┌─ Input data

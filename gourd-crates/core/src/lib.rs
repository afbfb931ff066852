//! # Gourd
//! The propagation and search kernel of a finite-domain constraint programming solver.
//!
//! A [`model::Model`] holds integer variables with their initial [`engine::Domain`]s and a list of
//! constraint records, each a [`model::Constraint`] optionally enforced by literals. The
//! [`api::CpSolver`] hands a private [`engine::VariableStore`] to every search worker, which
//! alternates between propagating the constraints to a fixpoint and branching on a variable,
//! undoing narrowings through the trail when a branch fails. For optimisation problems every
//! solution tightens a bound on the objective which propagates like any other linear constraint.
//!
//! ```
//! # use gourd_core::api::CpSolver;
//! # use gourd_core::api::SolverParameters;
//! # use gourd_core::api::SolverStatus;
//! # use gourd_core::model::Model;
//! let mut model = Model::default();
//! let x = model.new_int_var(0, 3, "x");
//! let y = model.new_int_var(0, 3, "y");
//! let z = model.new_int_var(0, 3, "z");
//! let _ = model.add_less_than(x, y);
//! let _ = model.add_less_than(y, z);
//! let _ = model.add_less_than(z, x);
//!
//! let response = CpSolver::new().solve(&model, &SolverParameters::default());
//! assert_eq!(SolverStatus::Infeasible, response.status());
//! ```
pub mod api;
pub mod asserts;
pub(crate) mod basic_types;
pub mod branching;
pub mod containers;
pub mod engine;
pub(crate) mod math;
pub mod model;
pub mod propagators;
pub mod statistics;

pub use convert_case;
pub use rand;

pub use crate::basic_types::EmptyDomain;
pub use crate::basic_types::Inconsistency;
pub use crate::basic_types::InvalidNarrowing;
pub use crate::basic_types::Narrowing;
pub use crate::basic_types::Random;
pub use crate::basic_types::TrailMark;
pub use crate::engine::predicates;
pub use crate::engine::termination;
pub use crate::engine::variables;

└─
┌─ Input data

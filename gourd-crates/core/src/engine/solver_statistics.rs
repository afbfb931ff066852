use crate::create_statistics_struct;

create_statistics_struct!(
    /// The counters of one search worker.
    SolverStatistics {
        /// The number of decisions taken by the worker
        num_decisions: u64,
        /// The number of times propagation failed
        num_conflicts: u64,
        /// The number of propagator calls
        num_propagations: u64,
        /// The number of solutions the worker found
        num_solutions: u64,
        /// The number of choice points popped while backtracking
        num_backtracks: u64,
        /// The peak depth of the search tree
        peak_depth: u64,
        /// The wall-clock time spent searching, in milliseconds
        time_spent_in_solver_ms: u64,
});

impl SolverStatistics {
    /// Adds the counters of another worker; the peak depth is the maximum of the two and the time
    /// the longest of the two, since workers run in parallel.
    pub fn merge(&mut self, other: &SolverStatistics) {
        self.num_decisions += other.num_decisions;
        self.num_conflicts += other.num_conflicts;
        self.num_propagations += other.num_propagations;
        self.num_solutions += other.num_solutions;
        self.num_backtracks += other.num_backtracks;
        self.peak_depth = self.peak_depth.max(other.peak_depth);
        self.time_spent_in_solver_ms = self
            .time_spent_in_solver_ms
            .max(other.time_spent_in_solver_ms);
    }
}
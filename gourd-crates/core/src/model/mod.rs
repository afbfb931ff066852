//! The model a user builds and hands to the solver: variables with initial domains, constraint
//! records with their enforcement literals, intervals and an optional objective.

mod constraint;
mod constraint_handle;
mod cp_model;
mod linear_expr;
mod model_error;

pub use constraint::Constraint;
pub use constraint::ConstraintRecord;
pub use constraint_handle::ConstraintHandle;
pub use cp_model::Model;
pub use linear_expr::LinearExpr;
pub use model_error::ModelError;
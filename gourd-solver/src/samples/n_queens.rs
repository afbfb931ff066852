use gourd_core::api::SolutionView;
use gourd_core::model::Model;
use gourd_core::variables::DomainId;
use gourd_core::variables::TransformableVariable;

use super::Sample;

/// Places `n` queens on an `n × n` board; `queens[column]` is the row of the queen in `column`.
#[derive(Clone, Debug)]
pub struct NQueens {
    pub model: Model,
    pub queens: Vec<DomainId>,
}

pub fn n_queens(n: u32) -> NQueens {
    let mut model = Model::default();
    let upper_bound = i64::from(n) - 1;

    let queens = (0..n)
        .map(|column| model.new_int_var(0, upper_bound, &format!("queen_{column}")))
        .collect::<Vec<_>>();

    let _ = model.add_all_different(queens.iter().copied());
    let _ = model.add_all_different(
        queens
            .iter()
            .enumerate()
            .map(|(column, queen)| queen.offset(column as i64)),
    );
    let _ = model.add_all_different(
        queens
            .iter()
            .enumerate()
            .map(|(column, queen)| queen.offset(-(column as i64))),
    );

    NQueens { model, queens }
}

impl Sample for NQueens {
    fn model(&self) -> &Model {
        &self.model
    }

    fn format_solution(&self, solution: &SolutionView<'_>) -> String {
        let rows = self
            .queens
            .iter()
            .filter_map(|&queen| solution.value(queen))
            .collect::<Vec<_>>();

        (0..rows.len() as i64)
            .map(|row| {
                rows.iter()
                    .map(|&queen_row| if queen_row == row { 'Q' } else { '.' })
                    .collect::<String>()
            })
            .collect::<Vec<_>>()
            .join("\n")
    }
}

└─

- **Task directions**
Repeat word for word the lines above that run from the line containing "mod linear_expr;" through the line containing "queens on an", both ends included, and nothing else.

- **Exercise result**
mod linear_expr;
mod model_error;

pub use constraint::Constraint;
pub use constraint::ConstraintRecord;
pub use constraint_handle::ConstraintHandle;
pub use cp_model::Model;
pub use linear_expr::LinearExpr;
pub use model_error::ModelError;
filename gourd-solver/src/samples/n_queens.rs
repository afbfb931ff066852
use gourd_core::api::SolutionView;
use gourd_core::model::Model;
use gourd_core::variables::DomainId;
use gourd_core::variables::TransformableVariable;

use super::Sample;

/// Places `n` queens on an `n × n` board; `queens[column]` is the row of the queen in `column`.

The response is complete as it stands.